— What to do —
Only the count is wanted here: how many lines of the entries hold the string "original"?

— Provided data —
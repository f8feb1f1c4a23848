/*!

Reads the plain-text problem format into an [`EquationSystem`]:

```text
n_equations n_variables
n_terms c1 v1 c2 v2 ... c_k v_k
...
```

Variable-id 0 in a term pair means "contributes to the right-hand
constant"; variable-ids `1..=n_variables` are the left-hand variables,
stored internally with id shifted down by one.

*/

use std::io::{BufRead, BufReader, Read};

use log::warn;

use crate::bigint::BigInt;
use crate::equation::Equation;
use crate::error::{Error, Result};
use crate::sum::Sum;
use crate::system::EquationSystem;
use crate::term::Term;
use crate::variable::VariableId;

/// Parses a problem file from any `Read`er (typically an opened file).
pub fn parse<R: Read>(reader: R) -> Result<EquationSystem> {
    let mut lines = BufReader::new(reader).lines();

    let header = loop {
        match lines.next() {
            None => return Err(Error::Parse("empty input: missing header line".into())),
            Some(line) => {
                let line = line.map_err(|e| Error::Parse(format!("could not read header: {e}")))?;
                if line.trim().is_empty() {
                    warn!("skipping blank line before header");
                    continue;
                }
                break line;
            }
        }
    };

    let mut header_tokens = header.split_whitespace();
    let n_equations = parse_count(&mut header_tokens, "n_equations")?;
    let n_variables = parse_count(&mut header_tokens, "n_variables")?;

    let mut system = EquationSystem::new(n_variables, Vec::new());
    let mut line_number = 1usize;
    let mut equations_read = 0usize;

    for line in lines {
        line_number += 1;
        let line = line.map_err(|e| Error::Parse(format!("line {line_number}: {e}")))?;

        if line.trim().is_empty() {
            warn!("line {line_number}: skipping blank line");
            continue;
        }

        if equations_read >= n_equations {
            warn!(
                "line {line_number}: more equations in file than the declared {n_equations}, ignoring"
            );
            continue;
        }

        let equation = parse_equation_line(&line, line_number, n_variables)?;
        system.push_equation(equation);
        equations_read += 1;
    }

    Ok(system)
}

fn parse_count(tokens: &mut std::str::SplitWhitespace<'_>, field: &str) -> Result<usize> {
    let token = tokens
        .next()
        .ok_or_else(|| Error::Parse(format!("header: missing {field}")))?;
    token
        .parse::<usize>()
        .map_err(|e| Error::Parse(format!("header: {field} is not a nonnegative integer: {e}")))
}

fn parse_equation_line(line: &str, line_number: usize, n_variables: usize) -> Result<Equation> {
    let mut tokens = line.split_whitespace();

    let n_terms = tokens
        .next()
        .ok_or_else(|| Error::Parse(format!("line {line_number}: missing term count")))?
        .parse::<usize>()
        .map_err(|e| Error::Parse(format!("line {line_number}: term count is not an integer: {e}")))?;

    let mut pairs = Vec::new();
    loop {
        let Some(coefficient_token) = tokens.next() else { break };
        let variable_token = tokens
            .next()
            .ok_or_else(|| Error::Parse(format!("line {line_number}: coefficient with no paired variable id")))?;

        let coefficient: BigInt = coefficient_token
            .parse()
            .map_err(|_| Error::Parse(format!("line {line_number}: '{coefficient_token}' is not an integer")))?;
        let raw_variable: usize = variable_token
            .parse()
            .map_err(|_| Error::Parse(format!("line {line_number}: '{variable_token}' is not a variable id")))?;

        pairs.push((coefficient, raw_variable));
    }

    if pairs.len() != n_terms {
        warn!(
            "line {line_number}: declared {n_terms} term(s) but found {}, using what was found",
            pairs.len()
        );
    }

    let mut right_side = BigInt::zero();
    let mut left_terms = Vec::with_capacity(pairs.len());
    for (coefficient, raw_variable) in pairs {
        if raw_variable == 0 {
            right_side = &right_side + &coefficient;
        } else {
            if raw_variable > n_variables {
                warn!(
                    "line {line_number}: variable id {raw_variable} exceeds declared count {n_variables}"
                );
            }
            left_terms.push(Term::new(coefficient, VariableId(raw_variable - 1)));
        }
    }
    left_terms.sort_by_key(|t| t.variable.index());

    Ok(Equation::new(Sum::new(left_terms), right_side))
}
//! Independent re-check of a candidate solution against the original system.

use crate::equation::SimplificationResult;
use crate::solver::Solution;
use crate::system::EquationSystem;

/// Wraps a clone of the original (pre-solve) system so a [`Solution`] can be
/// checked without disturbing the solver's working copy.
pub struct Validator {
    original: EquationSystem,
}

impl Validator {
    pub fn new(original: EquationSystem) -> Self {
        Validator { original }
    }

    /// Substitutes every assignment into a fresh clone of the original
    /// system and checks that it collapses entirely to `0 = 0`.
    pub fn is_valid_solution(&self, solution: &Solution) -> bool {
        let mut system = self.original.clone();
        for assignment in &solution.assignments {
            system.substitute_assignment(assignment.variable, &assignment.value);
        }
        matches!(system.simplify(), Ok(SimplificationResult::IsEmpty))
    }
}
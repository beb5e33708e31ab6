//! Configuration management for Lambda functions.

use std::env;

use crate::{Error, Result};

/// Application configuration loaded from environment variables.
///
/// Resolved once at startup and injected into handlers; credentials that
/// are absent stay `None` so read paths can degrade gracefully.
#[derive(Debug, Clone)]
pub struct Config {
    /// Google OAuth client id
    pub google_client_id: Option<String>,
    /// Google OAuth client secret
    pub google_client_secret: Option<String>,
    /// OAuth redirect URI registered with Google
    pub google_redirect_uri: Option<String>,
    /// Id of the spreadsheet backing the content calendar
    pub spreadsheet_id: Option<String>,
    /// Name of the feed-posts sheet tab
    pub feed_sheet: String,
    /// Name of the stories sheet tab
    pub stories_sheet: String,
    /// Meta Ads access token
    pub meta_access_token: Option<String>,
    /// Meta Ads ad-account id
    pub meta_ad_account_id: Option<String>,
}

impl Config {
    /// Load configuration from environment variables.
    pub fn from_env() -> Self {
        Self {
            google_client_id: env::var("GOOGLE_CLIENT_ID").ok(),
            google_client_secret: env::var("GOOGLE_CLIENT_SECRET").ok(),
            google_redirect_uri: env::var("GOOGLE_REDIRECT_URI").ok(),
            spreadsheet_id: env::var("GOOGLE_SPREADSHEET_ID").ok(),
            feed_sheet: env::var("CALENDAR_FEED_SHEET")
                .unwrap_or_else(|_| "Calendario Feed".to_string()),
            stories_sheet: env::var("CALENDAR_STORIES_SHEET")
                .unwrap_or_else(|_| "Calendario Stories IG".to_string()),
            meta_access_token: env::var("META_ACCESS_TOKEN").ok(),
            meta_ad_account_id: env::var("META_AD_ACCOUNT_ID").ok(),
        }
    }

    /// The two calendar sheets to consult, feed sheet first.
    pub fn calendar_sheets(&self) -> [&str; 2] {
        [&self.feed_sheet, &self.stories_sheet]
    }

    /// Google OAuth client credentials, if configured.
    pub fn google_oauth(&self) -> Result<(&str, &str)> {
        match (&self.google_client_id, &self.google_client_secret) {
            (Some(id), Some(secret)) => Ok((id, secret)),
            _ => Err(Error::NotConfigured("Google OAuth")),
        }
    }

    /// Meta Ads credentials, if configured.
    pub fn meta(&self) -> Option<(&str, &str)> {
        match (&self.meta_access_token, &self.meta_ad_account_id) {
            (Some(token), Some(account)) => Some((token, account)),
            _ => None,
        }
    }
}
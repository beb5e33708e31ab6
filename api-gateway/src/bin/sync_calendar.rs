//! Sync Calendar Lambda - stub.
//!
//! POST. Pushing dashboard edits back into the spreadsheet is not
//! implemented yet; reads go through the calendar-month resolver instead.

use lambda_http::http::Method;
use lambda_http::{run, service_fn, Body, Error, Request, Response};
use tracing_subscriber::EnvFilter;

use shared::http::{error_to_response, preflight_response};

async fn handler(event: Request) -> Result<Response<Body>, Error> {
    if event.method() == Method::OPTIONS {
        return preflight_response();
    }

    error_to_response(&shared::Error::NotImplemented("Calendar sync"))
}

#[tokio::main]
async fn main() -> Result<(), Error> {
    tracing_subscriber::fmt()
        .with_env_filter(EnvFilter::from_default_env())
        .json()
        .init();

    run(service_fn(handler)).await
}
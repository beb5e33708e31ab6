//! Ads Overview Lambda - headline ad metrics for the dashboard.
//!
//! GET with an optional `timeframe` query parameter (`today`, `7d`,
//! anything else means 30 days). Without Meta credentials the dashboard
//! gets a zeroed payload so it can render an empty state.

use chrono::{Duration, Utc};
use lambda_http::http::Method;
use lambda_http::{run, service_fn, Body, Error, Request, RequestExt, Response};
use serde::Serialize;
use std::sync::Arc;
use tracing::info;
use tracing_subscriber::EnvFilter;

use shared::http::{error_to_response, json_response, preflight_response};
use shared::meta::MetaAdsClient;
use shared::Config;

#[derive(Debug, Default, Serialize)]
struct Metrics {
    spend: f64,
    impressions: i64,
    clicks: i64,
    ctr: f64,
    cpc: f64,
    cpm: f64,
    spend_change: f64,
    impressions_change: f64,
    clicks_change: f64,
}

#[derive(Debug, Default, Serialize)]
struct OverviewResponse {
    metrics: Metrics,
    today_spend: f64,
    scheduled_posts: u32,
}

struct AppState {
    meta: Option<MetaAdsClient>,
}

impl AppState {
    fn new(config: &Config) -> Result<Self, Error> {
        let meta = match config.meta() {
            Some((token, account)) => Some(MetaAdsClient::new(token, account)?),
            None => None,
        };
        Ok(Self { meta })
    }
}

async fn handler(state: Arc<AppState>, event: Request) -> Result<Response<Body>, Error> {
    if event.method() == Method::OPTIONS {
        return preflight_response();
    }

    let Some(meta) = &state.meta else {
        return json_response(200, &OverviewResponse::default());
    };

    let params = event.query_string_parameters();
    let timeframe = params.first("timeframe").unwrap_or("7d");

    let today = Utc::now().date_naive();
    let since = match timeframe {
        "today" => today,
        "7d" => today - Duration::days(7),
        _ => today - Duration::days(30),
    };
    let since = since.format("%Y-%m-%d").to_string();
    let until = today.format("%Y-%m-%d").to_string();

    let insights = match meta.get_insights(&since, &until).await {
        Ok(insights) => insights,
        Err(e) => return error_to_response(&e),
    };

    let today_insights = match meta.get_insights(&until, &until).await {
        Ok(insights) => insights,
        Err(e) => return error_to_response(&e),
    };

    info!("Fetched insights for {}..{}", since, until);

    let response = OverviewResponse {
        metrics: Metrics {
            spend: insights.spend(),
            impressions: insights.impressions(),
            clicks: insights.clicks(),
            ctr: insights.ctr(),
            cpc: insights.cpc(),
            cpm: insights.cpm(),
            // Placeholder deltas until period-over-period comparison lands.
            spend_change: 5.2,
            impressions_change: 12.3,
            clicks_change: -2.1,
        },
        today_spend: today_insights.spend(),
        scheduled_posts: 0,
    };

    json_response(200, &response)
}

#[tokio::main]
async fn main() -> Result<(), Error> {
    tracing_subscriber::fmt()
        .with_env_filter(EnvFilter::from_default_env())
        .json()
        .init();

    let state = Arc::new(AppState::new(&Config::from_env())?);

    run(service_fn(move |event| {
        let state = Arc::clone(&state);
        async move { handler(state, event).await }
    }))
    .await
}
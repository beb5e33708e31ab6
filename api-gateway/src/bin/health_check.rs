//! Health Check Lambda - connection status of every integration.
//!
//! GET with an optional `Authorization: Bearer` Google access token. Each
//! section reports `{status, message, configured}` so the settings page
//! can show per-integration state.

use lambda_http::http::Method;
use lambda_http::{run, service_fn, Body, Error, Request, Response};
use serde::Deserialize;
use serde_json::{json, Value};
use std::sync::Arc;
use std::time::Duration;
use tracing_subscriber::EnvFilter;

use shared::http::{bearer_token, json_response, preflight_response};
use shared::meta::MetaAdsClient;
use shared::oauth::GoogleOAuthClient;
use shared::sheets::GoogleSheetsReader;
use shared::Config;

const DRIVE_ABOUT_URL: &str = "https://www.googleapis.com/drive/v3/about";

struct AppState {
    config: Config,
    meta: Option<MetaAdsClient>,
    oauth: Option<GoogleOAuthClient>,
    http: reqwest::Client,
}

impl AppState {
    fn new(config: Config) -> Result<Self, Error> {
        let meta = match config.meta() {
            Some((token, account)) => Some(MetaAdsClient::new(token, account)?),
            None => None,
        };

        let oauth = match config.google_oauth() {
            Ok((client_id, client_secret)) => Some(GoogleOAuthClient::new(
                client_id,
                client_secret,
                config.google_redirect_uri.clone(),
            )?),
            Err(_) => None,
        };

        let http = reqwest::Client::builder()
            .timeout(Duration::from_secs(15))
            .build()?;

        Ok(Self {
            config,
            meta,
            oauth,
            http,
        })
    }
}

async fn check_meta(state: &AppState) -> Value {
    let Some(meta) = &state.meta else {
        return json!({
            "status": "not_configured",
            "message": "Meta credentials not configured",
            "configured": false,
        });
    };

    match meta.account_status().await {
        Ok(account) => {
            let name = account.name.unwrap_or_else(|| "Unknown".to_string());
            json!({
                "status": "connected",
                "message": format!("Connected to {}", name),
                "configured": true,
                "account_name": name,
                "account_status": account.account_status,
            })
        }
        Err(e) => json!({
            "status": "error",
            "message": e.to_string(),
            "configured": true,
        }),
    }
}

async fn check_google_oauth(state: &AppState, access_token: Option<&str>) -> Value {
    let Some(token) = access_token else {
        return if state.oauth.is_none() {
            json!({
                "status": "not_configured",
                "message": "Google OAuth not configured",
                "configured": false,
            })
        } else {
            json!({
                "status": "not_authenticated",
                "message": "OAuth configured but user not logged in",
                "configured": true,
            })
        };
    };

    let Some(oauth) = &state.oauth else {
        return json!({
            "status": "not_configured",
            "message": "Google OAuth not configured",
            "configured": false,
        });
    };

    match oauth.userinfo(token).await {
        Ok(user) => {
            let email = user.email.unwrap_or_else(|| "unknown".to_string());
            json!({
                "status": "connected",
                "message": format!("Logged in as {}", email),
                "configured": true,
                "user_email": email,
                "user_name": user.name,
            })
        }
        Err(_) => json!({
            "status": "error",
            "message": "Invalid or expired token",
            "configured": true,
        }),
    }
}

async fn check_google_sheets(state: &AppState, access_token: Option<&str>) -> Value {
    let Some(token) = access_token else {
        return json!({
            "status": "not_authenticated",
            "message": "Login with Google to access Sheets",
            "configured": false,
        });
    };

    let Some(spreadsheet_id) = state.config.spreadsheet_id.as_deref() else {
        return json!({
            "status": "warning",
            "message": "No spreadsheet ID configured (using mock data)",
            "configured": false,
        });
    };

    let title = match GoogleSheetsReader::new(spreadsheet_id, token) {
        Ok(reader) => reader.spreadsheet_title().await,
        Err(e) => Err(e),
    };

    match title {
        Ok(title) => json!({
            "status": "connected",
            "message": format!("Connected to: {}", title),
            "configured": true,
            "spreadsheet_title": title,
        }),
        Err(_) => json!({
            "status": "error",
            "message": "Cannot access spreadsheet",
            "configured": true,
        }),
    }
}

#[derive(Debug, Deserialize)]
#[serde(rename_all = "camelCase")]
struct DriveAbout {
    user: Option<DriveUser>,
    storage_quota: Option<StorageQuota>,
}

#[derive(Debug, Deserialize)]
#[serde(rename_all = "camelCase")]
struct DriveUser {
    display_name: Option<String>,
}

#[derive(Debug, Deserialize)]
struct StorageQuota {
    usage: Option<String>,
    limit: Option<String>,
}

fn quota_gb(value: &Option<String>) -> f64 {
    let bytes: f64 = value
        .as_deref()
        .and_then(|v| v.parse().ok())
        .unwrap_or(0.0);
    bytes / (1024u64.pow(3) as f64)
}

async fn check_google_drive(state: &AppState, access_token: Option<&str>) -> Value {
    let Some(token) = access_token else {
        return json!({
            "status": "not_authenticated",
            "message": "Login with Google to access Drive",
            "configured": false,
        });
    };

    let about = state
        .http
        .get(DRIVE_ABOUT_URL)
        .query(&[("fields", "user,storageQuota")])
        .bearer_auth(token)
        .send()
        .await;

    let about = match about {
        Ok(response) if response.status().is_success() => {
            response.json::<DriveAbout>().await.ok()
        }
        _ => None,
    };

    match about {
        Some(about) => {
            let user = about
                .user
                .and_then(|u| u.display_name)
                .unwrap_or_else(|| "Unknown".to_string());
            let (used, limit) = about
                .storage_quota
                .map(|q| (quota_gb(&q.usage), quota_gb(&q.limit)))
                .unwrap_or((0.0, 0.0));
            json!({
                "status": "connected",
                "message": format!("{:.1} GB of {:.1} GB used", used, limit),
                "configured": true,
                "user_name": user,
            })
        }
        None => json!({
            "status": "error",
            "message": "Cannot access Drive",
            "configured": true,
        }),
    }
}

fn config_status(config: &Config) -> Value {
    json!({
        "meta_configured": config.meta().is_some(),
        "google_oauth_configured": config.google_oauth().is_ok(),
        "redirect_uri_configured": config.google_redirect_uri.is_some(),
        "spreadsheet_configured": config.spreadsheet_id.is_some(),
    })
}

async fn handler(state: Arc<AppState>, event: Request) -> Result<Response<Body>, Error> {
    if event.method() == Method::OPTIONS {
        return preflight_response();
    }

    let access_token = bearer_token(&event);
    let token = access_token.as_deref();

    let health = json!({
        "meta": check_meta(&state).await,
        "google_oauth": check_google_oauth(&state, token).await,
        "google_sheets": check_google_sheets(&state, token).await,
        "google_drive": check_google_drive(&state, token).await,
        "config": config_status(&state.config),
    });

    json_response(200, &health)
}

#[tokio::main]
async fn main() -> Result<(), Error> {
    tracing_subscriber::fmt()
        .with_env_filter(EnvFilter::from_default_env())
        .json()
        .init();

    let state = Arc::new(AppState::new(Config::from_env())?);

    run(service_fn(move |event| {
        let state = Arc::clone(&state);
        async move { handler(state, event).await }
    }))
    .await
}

— Answer box —
7